CUOMO: I know you haven't interviewed the engineer yet, I know that that's critical to talk to the conductor, to talk to the people in charge of the train, rule out personal failures, any intentionality here, I know you have to do all that, but I have been having this conversation, I've reporting on this and investigating it for about 15 years now, and it seems that the answer to why PTC isn't up and running where it needs to be is simply a function of money. Is there anything else at play?

DINH-ZARR: You are right, it is that and it's political will. We recommended PTC for decades, in fact, some form of PTC, and it actually was mandated. But unfortunately the deadline was moved farther into the future. And every year we wait to implement PTC to the fullest extent means that more people are going to be killed and injured.

CUOMO: All right, Bella, I know that you and your team are so busy and I know the conditions out there aren't great for you, either. Thank you for taking the time, especially around the holidays. But I know you are motivated by those people who are injured and the families who won't have their loved ones. And once again, we are staring at a potentially of something that might have been avoidable. Thank you for being with us. Let us know what information we need to get out to people.

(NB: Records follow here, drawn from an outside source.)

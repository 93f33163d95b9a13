//! Fog scheduling domain models.
//!
//! Provides the data types describing a placement problem (tasks, fog
//! nodes, terminal devices, cloud) and its answer (solution, allocations).
//!
//! # Domain Mappings
//!
//! | fog-schedule | Edge computing | IoT deployment | Mobile offloading |
//! |--------------|----------------|----------------|-------------------|
//! | Task | Workload unit | Sensor batch | App request |
//! | FogNode | Edge server | Gateway | Base-station MEC host |
//! | TerminalDevice | Client | Sensor / controller | Handset |
//! | CloudNode | Data centre | Cloud backend | Remote cloud |

mod device;
mod resource;
mod solution;
mod task;
mod workload;

pub use device::TerminalDevice;
pub use resource::{CloudNode, ComputeNode, FogNode};
pub use solution::{Allocation, Solution, TaskDetail};
pub use task::{Task, MAX_PRIORITY, MIN_PRIORITY};
pub use workload::Workload;
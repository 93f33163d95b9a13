//! Round-Robin scheduler: task `i` goes to node `i mod N`.

use rand::Rng;

use super::{Algorithm, Assignment, Scheduler};
use crate::problem::Problem;

/// Round-Robin baseline. Per-node task counts differ by at most one.
#[derive(Debug, Clone, Copy, Default)]
pub struct RoundRobinScheduler;

impl RoundRobinScheduler {
    /// Creates a Round-Robin scheduler.
    pub fn new() -> Self {
        Self
    }
}

impl Scheduler for RoundRobinScheduler {
    fn algorithm(&self) -> Algorithm {
        Algorithm::RoundRobin
    }

    fn assign<R: Rng>(&self, problem: &Problem<'_>, _rng: &mut R) -> Assignment {
        let n = problem.node_count();
        Assignment::new((0..problem.task_count()).map(|t| t % n).collect())
    }
}
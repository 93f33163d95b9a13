//! Particle state and the continuous → discrete mapping.
//!
//! A particle is a real vector with one coordinate per task. Coordinate `x`
//! decodes to node `min(floor(x), N - 1)`, so the search box is `[0, N]`.

use rand::Rng;

/// Maps a coordinate to a node index by direct clamping.
///
/// # Example
/// ```
/// use fog_schedule::pso::discretize;
///
/// assert_eq!(discretize(0.0, 4), 0);
/// assert_eq!(discretize(2.7, 4), 2);
/// assert_eq!(discretize(4.0, 4), 3);
/// assert_eq!(discretize(-1.0, 4), 0);
/// ```
#[inline]
pub fn discretize(x: f64, node_count: usize) -> usize {
    let upper = node_count.saturating_sub(1);
    if x.is_nan() || x <= 0.0 {
        return 0;
    }
    (x.floor() as usize).min(upper)
}

/// Clerc–Kennedy constriction factor for `φ = c1 + c2`.
///
/// `χ = 2 / |2 − φ − sqrt(φ² − 4φ)|` when `φ > 4`, otherwise 1.
pub fn constriction(phi: f64) -> f64 {
    if phi <= 4.0 {
        1.0
    } else {
        2.0 / (2.0 - phi - (phi * phi - 4.0 * phi).sqrt()).abs()
    }
}

/// Linearly decreasing inertia weight at `iteration` of `total`.
pub fn inertia(iteration: usize, total: usize, start: f64, end: f64) -> f64 {
    if total <= 1 {
        return start;
    }
    let progress = iteration.min(total - 1) as f64 / (total - 1) as f64;
    start - (start - end) * progress
}

/// Per-iteration velocity coefficients.
#[derive(Debug, Clone, Copy)]
pub(crate) struct Coefficients {
    pub inertia: f64,
    pub cognitive: f64,
    pub social: f64,
    pub constriction: f64,
    pub max_velocity: f64,
}

/// One member of the swarm.
#[derive(Debug, Clone)]
pub(crate) struct Particle {
    pub position: Vec<f64>,
    pub velocity: Vec<f64>,
    pub best_position: Vec<f64>,
    pub best_objective: f64,
}

impl Particle {
    /// Uniformly random position in `[0, N)` and velocity in `[-v_max, v_max)`.
    pub fn random<R: Rng>(dim: usize, node_count: usize, max_velocity: f64, rng: &mut R) -> Self {
        let upper = node_count as f64;
        let position: Vec<f64> = (0..dim).map(|_| rng.random_range(0.0..upper)).collect();
        Self::at(position, max_velocity, rng)
    }

    /// Particle sitting at the centre of the cells of `assignment`.
    pub fn seeded<R: Rng>(assignment: &[usize], max_velocity: f64, rng: &mut R) -> Self {
        let position = assignment.iter().map(|&n| n as f64 + 0.5).collect();
        Self::at(position, max_velocity, rng)
    }

    fn at<R: Rng>(position: Vec<f64>, max_velocity: f64, rng: &mut R) -> Self {
        let velocity = position
            .iter()
            .map(|_| rng.random_range(-max_velocity..max_velocity))
            .collect();
        Self {
            best_position: position.clone(),
            position,
            velocity,
            best_objective: f64::INFINITY,
        }
    }

    /// Node index per task.
    pub fn decode(&self, node_count: usize) -> Vec<usize> {
        self.position
            .iter()
            .map(|&x| discretize(x, node_count))
            .collect()
    }

    /// Records `objective` for the current position; returns whether it is
    /// a new personal best.
    pub fn observe(&mut self, objective: f64) -> bool {
        if objective < self.best_objective {
            self.best_objective = objective;
            self.best_position.clone_from(&self.position);
            true
        } else {
            false
        }
    }

    /// Moves the particle towards its personal best and `global_best`.
    ///
    /// Coordinates that leave `[0, upper]` are clamped and lose their velocity.
    pub fn step<R: Rng>(&mut self, global_best: &[f64], upper: f64, c: &Coefficients, rng: &mut R) {
        for i in 0..self.position.len() {
            let r1: f64 = rng.random();
            let r2: f64 = rng.random();
            let x = self.position[i];
            let v = c.constriction
                * (c.inertia * self.velocity[i]
                    + c.cognitive * r1 * (self.best_position[i] - x)
                    + c.social * r2 * (global_best[i] - x));
            let v = v.clamp(-c.max_velocity, c.max_velocity);

            let next = x + v;
            if next < 0.0 {
                self.position[i] = 0.0;
                self.velocity[i] = 0.0;
            } else if next > upper {
                self.position[i] = upper;
                self.velocity[i] = 0.0;
            } else {
                self.position[i] = next;
                self.velocity[i] = v;
            }
        }
    }
}
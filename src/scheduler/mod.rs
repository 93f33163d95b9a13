//! Scheduling strategies and the engine facade.
//!
//! Every strategy implements [`Scheduler`]: it turns a [`Problem`] into an
//! [`Assignment`] (node index per task position), and the provided
//! [`Scheduler::solve`] evaluates that into a [`Solution`].
//!
//! # Strategies
//!
//! | [`Algorithm`] | Implementation | Kind |
//! |---------------|----------------|------|
//! | `hh` | [`HybridScheduler`](crate::hybrid::HybridScheduler) | IACO → IPSO pipeline |
//! | `ipso` | [`IpsoScheduler`](crate::pso::IpsoScheduler) | particle swarm |
//! | `iaco` | [`IacoScheduler`](crate::aco::IacoScheduler) | ant colony |
//! | `fcfs` | [`FcfsScheduler`] | baseline |
//! | `round-robin` | [`RoundRobinScheduler`] | baseline |
//! | `min-min` | [`MinMinScheduler`] | baseline |
//!
//! # Example
//! ```
//! use fog_schedule::config::EngineConfig;
//! use fog_schedule::models::{FogNode, Task, TerminalDevice, Workload};
//! use fog_schedule::scheduler::{schedule, Algorithm};
//!
//! let workload = Workload::new(
//!     vec![Task::new("T1", 5.0, 100.0, 10.0).with_device("D1")],
//!     vec![FogNode::new("F1", 2.0e9, 100.0), FogNode::new("F2", 1.0e9, 50.0)],
//!     vec![TerminalDevice::fixed("D1", 1.0, 0.1)],
//! );
//! let config = EngineConfig::default().with_iterations(20).with_seed(42);
//!
//! let solution = schedule(&workload, "hh".parse().unwrap(), &config).unwrap();
//! assert_eq!(solution.algorithm, Algorithm::Hh);
//! assert_eq!(solution.node_for("T1"), Some("F1"));
//! ```

mod fcfs;
mod kpi;
mod min_min;
mod round_robin;

pub use fcfs::{FcfsScheduler, NodeSelection};
pub use kpi::SolutionKpi;
pub use min_min::MinMinScheduler;
pub use round_robin::RoundRobinScheduler;

use std::fmt;
use std::str::FromStr;

use rand::Rng;
use rayon::prelude::*;
use serde::{Deserialize, Serialize};
use tracing::info;

use crate::aco::IacoScheduler;
use crate::config::EngineConfig;
use crate::error::{Result, ScheduleError};
use crate::hybrid::HybridScheduler;
use crate::models::{Solution, Workload};
use crate::problem::Problem;
use crate::pso::IpsoScheduler;

/// Scheduling strategy identifier.
#[derive(Debug, Clone, Copy, PartialEq, Eq, Hash, Serialize, Deserialize)]
#[serde(rename_all = "kebab-case")]
pub enum Algorithm {
    /// Hybrid heuristic (IACO + IPSO).
    Hh,
    /// Improved particle swarm optimization.
    Ipso,
    /// Improved ant colony optimization.
    Iaco,
    /// First-Come-First-Served.
    Fcfs,
    /// Round-Robin.
    RoundRobin,
    /// Min-Min.
    MinMin,
}

impl Algorithm {
    /// All strategies, metaheuristics first.
    pub const ALL: [Algorithm; 6] = [
        Algorithm::Hh,
        Algorithm::Ipso,
        Algorithm::Iaco,
        Algorithm::Fcfs,
        Algorithm::RoundRobin,
        Algorithm::MinMin,
    ];

    /// Baselines only.
    pub const BASELINES: [Algorithm; 3] =
        [Algorithm::Fcfs, Algorithm::RoundRobin, Algorithm::MinMin];

    /// Canonical lowercase name.
    pub fn name(&self) -> &'static str {
        match self {
            Algorithm::Hh => "hh",
            Algorithm::Ipso => "ipso",
            Algorithm::Iaco => "iaco",
            Algorithm::Fcfs => "fcfs",
            Algorithm::RoundRobin => "round-robin",
            Algorithm::MinMin => "min-min",
        }
    }

    /// Whether this strategy is stochastic and reports convergence.
    pub fn is_metaheuristic(&self) -> bool {
        matches!(self, Algorithm::Hh | Algorithm::Ipso | Algorithm::Iaco)
    }
}

impl fmt::Display for Algorithm {
    fn fmt(&self, f: &mut fmt::Formatter<'_>) -> fmt::Result {
        f.write_str(self.name())
    }
}

impl FromStr for Algorithm {
    type Err = ScheduleError;

    fn from_str(s: &str) -> Result<Self> {
        let wanted = s.trim().to_ascii_lowercase();
        Algorithm::ALL
            .into_iter()
            .find(|a| a.name() == wanted)
            .ok_or_else(|| ScheduleError::UnknownAlgorithm(s.to_string()))
    }
}

/// Raw output of a strategy: node index per task position.
#[derive(Debug, Clone, PartialEq)]
pub struct Assignment {
    /// `nodes[t]` is the node index of task `t`.
    pub nodes: Vec<usize>,
    /// Best fitness after each iteration (empty for baselines).
    pub convergence: Vec<f64>,
}

impl Assignment {
    /// An assignment without a convergence trace.
    pub fn new(nodes: Vec<usize>) -> Self {
        Self {
            nodes,
            convergence: Vec::new(),
        }
    }

    /// Attaches a convergence trace.
    pub fn with_convergence(mut self, convergence: Vec<f64>) -> Self {
        self.convergence = convergence;
        self
    }
}

/// A task → node placement strategy.
pub trait Scheduler {
    /// Identifier reported in produced solutions.
    fn algorithm(&self) -> Algorithm;

    /// Places every task of `problem`.
    ///
    /// The returned assignment covers each task exactly once with a valid
    /// node index. `problem` must have at least one node when it has tasks,
    /// which [`Problem::new`] guarantees.
    fn assign<R: Rng>(&self, problem: &Problem<'_>, rng: &mut R) -> Assignment;

    /// Places every task and evaluates the result.
    fn solve<R: Rng>(&self, problem: &Problem<'_>, rng: &mut R) -> Result<Solution> {
        if problem.task_count() == 0 {
            return Ok(Solution::empty(self.algorithm()));
        }
        let assignment = self.assign(problem, rng);
        problem.evaluate(self.algorithm(), &assignment.nodes, assignment.convergence)
    }
}

/// Runs `algorithm` on the fog tier of `workload`.
///
/// Uses a generator seeded from `config.seed` (OS entropy when unset), so a
/// fixed seed reproduces the same solution.
///
/// # Errors
/// - [`ScheduleError::NoResourcesAvailable`] when there are tasks but no fog nodes
/// - [`ScheduleError::Domain`] / [`ScheduleError::InvalidWorkload`] for bad input
pub fn schedule(
    workload: &Workload,
    algorithm: Algorithm,
    config: &EngineConfig,
) -> Result<Solution> {
    let problem = Problem::from_workload(workload)?;
    solve(&problem, algorithm, config, &mut config.rng())
}

/// Runs `algorithm` on an already-built problem with the given generator.
pub fn solve<R: Rng>(
    problem: &Problem<'_>,
    algorithm: Algorithm,
    config: &EngineConfig,
    rng: &mut R,
) -> Result<Solution> {
    let solution = match algorithm {
        Algorithm::Hh => HybridScheduler::new(config.pso(), config.aco())
            .with_strategy(config.hybrid_strategy)
            .solve(problem, rng)?,
        Algorithm::Ipso => IpsoScheduler::new(config.pso()).solve(problem, rng)?,
        Algorithm::Iaco => IacoScheduler::new(config.aco()).solve(problem, rng)?,
        Algorithm::Fcfs => FcfsScheduler::new()
            .with_selection(config.fcfs_selection)
            .solve(problem, rng)?,
        Algorithm::RoundRobin => RoundRobinScheduler::new().solve(problem, rng)?,
        Algorithm::MinMin => MinMinScheduler::new().solve(problem, rng)?,
    };

    info!(
        algorithm = %algorithm,
        tasks = problem.task_count(),
        nodes = problem.node_count(),
        objective = solution.objective,
        reliability = solution.reliability,
        "scheduling finished"
    );
    Ok(solution)
}

/// Runs several strategies on the same workload in parallel.
///
/// Each run gets its own generator built from `config`. With `config.seed`
/// set, results are the same as calling [`schedule`] once per algorithm;
/// without it every run draws fresh OS entropy. Output order follows
/// `algorithms`.
pub fn compare(
    workload: &Workload,
    algorithms: &[Algorithm],
    config: &EngineConfig,
) -> Result<Vec<Solution>> {
    algorithms
        .par_iter()
        .map(|&algorithm| schedule(workload, algorithm, config))
        .collect()
}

DINH-ZARR: Thank you. We will.

CUOMO: Alisyn, we were talking about this, and you said it very well earlier on talking to somebody that used to be the head of the NTSB. This is shameful.

CAMEROTA: Terrible.

CUOMO: It is just money and will and people wanting to put up that money and take the time to do it. That's why they moved the deadline and people died.

CAMEROTA: The technology exists. And after every train derailment, you and I have covered several of them now, several accidents, we say why isn't this happening, why isn't this happening, and it's still not happening. It's just remarkable.

We have other news to get to, and that is this new CNN poll that shows a growing number of Americans oppose the Republican tax reform bill. This as the House is set to vote on it today. The poll also shows President Trump's approval rating is at an all-time low.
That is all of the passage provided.